El maestro era un colaborador externo y enseñaba conocimientos instrumentales, necesarios para la vida productiva.
Hoy, esta contraposición entre educación e instrucción es obsoleta. No se puede educar sin instruir y viceversa.
En la familia, las cosas se aprenden de una manera diferente, en un clima de afectividad. La educación familiar funciona por vía del ejemplo, no por sesiones discursivas de trabajo, y está apoyada por gestos humanos y compartidos, lo que llamo “hábitos del corazón”.
Por eso, sólo lo que se aprende en la familia tiene una indeleble fuerza persuasiva que, en los casos favorables, sirve para fijar principios moralmente estimables y, en los desfavorables, prejuicios que más tarde serán imposibles de extirpar.

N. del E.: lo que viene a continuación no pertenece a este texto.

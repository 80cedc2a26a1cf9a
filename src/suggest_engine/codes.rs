//! Rationale code catalogue.
//!
//! A closed enumeration of every explanation code a policy may emit, each
//! with a default message. `rationale(code, override_msg, data)` builds the
//! `{code, msg, data?}` item the service attaches to a `Suggestion`.

use serde::Serialize;
use serde_json::Value;
use std::fmt;

#[derive(Debug, Clone, Copy, PartialEq, Eq, Hash)]
pub enum RationaleCode {
    // --- analysis notes ---
    AnWeak,
    AnVeryWeak,
    AnSuitedBroadway,
    AnPremiumPair,

    // --- preflop v0 ---
    PfOpenBet,
    PfOpenRaise,
    PfCheck,
    PfFold,
    PfCall,
    PfFoldExpensive,

    // --- preflop v1 ---
    PfOpenRangeHit,
    PfDefend3bet,
    PfDefend3betMinRaiseAdjusted,
    PfDefendPriceOk,
    PfDefendPriceBad,
    PfLimpCompleteBlind,
    PfNoLegalRaise,
    PfAttack4bet,
    PfAttack4betMinRaiseAdjusted,

    // --- postflop v0.3 ---
    PlHeader,
    PlProbeBet,
    PlCheck,
    PlCall,
    PlFold,
    PlAllinOnly,

    // --- flop v1 ---
    FlRangeAdvSmallBet,
    FlNutAdvPolar,
    FlDryCbetThird,
    FlDelayedCbetPlan,
    FlCheckRange,
    FlLowSprValueUp,
    FlHighSprCtrl,
    FlMdfDefend,
    FlRaiseValue,
    FlRaiseSemiBluff,
    FlMinReopenAdjusted,

    // --- warnings ---
    CfgFallbackUsed,
    SafeCheck,
    WarnClamped,
    WAnalysis,
}

impl RationaleCode {
    pub fn code(self) -> &'static str {
        use RationaleCode::*;
        match self {
            AnWeak => "E001",
            AnVeryWeak => "E002",
            AnSuitedBroadway => "N101",
            AnPremiumPair => "N102",

            PfOpenBet => "PF_OPEN_BET",
            PfOpenRaise => "PF_OPEN_RAISE",
            PfCheck => "PF_CHECK",
            PfFold => "PF_FOLD",
            PfCall => "PF_CALL",
            PfFoldExpensive => "PF_FOLD_EXPENSIVE",

            PfOpenRangeHit => "PF_OPEN_RANGE_HIT",
            PfDefend3bet => "PF_DEFEND_3BET",
            PfDefend3betMinRaiseAdjusted => "PF_DEFEND_3BET_MIN_RAISE_ADJUSTED",
            PfDefendPriceOk => "PF_DEFEND_PRICE_OK",
            PfDefendPriceBad => "PF_DEFEND_PRICE_BAD",
            PfLimpCompleteBlind => "PF_LIMP_COMPLETE_BLIND",
            PfNoLegalRaise => "PF_NO_LEGAL_RAISE",
            PfAttack4bet => "PF_ATTACK_4BET",
            PfAttack4betMinRaiseAdjusted => "PF_ATTACK_4BET_MIN_RAISE_ADJUSTED",

            PlHeader => "PL_HEADER",
            PlProbeBet => "PL_PROBE_BET",
            PlCheck => "PL_CHECK",
            PlCall => "PL_CALL",
            PlFold => "PL_FOLD",
            PlAllinOnly => "PL_ALLIN_ONLY",

            FlRangeAdvSmallBet => "FL_RANGE_ADV_SMALL_BET",
            FlNutAdvPolar => "FL_NUT_ADV_POLAR",
            FlDryCbetThird => "FL_DRY_CBET_THIRD",
            FlDelayedCbetPlan => "FL_DELAYED_CBET_PLAN",
            FlCheckRange => "FL_CHECK_RANGE",
            FlLowSprValueUp => "FL_LOW_SPR_VALUE_UP",
            FlHighSprCtrl => "FL_HIGH_SPR_CTRL",
            FlMdfDefend => "FL_MDF_DEFEND",
            FlRaiseValue => "FL_RAISE_VALUE",
            FlRaiseSemiBluff => "FL_RAISE_SEMI_BLUFF",
            FlMinReopenAdjusted => "FL_MIN_REOPEN_ADJUSTED",

            CfgFallbackUsed => "CFG_FALLBACK_USED",
            SafeCheck => "SAFE_CHECK",
            WarnClamped => "WARN_CLAMPED",
            WAnalysis => "W_ANALYSIS",
        }
    }

    pub fn default_msg(self) -> &'static str {
        use RationaleCode::*;
        match self {
            AnWeak => "Weak hand: consider folding in many preflop spots.",
            AnVeryWeak => "Very weak offsuit/unconnected. Often a fold preflop.",
            AnSuitedBroadway => "Suited broadway: good equity/realization potential.",
            AnPremiumPair => "Premium pair: raise or 3-bet in many spots.",

            PfOpenBet => "Unopened pot: open-size bet.",
            PfOpenRaise => "Unopened pot: open-size raise.",
            PfCheck => "Not in the open-raise range: checking.",
            PfFold => "No better action available: folding.",
            PfCall => "Facing a bet: in range and cheap enough to call.",
            PfFoldExpensive => "Facing a bet: out of range or too expensive, folding.",

            PfOpenRangeHit => "Combo is in the SB open range.",
            PfDefend3bet => "Combo is in the 3-bet range: re-raising.",
            PfDefend3betMinRaiseAdjusted => "3-bet size lifted to the minimum legal re-open.",
            PfDefendPriceOk => "Price is acceptable: calling.",
            PfDefendPriceBad => "Price is unfavourable: folding.",
            PfLimpCompleteBlind => "Completing the blind cheaply.",
            PfNoLegalRaise => "Combo is in range but no bet/raise is legal here.",
            PfAttack4bet => "Combo is in the 4-bet range: re-raising.",
            PfAttack4betMinRaiseAdjusted => "4-bet size lifted to the minimum legal re-open.",

            PlHeader => "Postflop v0.3: hand tags + pot-odds threshold + minimum bet.",
            PlProbeBet => "No bet yet this street: probing with a minimum-size bet.",
            PlCheck => "Betting isn't appropriate here: checking.",
            PlCall => "Pot odds are acceptable: calling.",
            PlFold => "Pot odds are unfavourable: folding.",
            PlAllinOnly => "Only all-in is legal.",

            FlRangeAdvSmallBet => "Hero's range is ahead here: a small bet applies pressure cheaply.",
            FlNutAdvPolar => "Hero holds more of the nutted combos: betting polarized and big.",
            FlDryCbetThird => "Dry board, PFR: a small continuation bet.",
            FlDelayedCbetPlan => "Checking back, planning a delayed continuation bet.",
            FlCheckRange => "Checking the range back.",
            FlLowSprValueUp => "Low SPR: betting bigger to get value in before the stacks shrink further.",
            FlHighSprCtrl => "High SPR: checking to control the size of the pot.",
            FlMdfDefend => "Defending at the minimum frequency the pot odds require.",
            FlRaiseValue => "Raising for value.",
            FlRaiseSemiBluff => "Raising as a semi-bluff with outs to improve.",
            FlMinReopenAdjusted => "Raise size lifted to the minimum legal re-open.",

            CfgFallbackUsed => "Configuration table unavailable or invalid: using a conservative fallback.",
            SafeCheck => "Unusual situation: falling back to check.",
            WarnClamped => "Suggested amount was out of bounds and has been clamped.",
            WAnalysis => "Unable to analyse the hand; using a conservative line.",
        }
    }
}

impl fmt::Display for RationaleCode {
    fn fmt(&self, f: &mut fmt::Formatter<'_>) -> fmt::Result {
        write!(f, "{}", self.code())
    }
}

/// One rationale entry attached to a `Suggestion`: `{code, msg, data?}`.
#[derive(Debug, Clone, Serialize)]
pub struct RationaleItem {
    pub code: String,
    pub msg: String,
    #[serde(skip_serializing_if = "Option::is_none")]
    pub data: Option<Value>,
}

/// Build a rationale item, defaulting to the code's canned message.
pub fn rationale(code: RationaleCode) -> RationaleItem {
    RationaleItem { code: code.code().to_string(), msg: code.default_msg().to_string(), data: None }
}

pub fn rationale_msg(code: RationaleCode, msg: impl Into<String>) -> RationaleItem {
    RationaleItem { code: code.code().to_string(), msg: msg.into(), data: None }
}

pub fn rationale_data(code: RationaleCode, data: Value) -> RationaleItem {
    RationaleItem { code: code.code().to_string(), msg: code.default_msg().to_string(), data: Some(data) }
}

pub fn rationale_full(code: RationaleCode, msg: impl Into<String>, data: Value) -> RationaleItem {
    RationaleItem { code: code.code().to_string(), msg: msg.into(), data: Some(data) }
}

#[cfg(test)]
mod tests {
    use super::*;

    #[test]
    fn codes_match_catalogue_spelling() {
        assert_eq!(RationaleCode::PfOpenRangeHit.code(), "PF_OPEN_RANGE_HIT");
        assert_eq!(RationaleCode::FlMdfDefend.code(), "FL_MDF_DEFEND");
        assert_eq!(RationaleCode::WarnClamped.code(), "WARN_CLAMPED");
    }

    #[test]
    fn rationale_builder_defaults_message() {
        let item = rationale(RationaleCode::PfFold);
        assert_eq!(item.code, "PF_FOLD");
        assert!(item.data.is_none());
    }
}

Para que una familia funcione educativamente, es imprescindible que alguien asuma el rol de adulto y ejerza la autoridad, que consiste en ayudar a crecer.
Revisando estos y otros intentos educativos, vemos que la crisis de la educación ya no proviene de la deficiente forma en que se cumplen los objetivos sino de “no saber” qué finalidad debe cumplir y hacia dónde orientar sus acciones, ya que no es lo mismo procesar información que comprender significados.
Qué podemos hacer. La desaparición de toda forma de autoridad en la familia no predispone a la libertad responsable sino a una forma de caprichosa inseguridad que, con los años, se refugia en formas colectivas de autoritarismo. En un aparente enredo de círculos viciosos y de culparse mutuamente, creemos no poder hacer nada, cuando sería mejor que pensáramos qué podemos hacer.
Hay que tomar conciencia de que lo que hace cada uno o deja de hacer repercute en el todo social, cuyos efectos pueden no ser inmediatos, pero sin duda se darán. Y así, en pocos años tendremos la sociedad que hoy estamos “fabricando”.
Lo que aparece como un rasgo común es la falta de exigencia y autoexigencia de los protagonistas educativos, salvo excepciones, a veces motivada por inseguridad, por inadecuadas condiciones, por miedo, por pereza, por estrés, etcétera.
Otro elemento es la mala pedagogía de los derechos que poco a poco nos ha conducido a una cultura del reclamo y de la protesta, en vez de la cultura de la responsabilidad y la participación.
Otro tema es el de los malos ejemplos recibidos desde la conducción de muchas organizaciones y la forma inadecuada de dirimir los conflictos.
En suma, un tema tan importante, tan manoseado, requiere la participación de todos los actores, bajo premisas claras que lleven no tanto a obtener más egresados, más diplomados, más profesionales, sino principalmente a que todos ejerzan el derecho a estudiar y a aprender.
Recuperar los valores es un tema que se enuncia con insistencia. Hay que profundizar los valores que en la historia hicieron grandes a hombres y países. El valor del “otro” como semejante; trabajo, honestidad, patriotismo, coraje, altruismo, solidaridad y autoexigencia son valores sobre cuya base tenemos que establecer las líneas fundamentales de la política educativa.
Hay que generar el clima para redescubrir el sentido de lo maravilloso de vivir. Pasar de nuestras potencialidades a la acción y de nuestra voluntad a las concreciones. Necesitamos ideas claras, comunicarnos para entendernos. Sólo así venceremos el escepticismo y recuperaremos la confianza en nosotros mismos y en los demás.
La educación de la comunidad, no sólo la de los jóvenes, necesita mucho más que las netbooks o las herramientas digitales. Necesita un consenso mínimo para dejar de lado enfoques limitados y alcanzar unos puntos básicos iniciales.
En los países avanzados, se habla de competencias clave, como comunicación en lengua materna, comunicación en una lengua extranjera, competencia matemática, científica y tecnológica, competencia digital, aprender a aprender, competencias interpersonales y cívicas, espíritu emprendedor y expresión cultural.
Urge definir qué nos interesa como sociedad deseada, para que la educación sea la clave de nuestro crecimiento.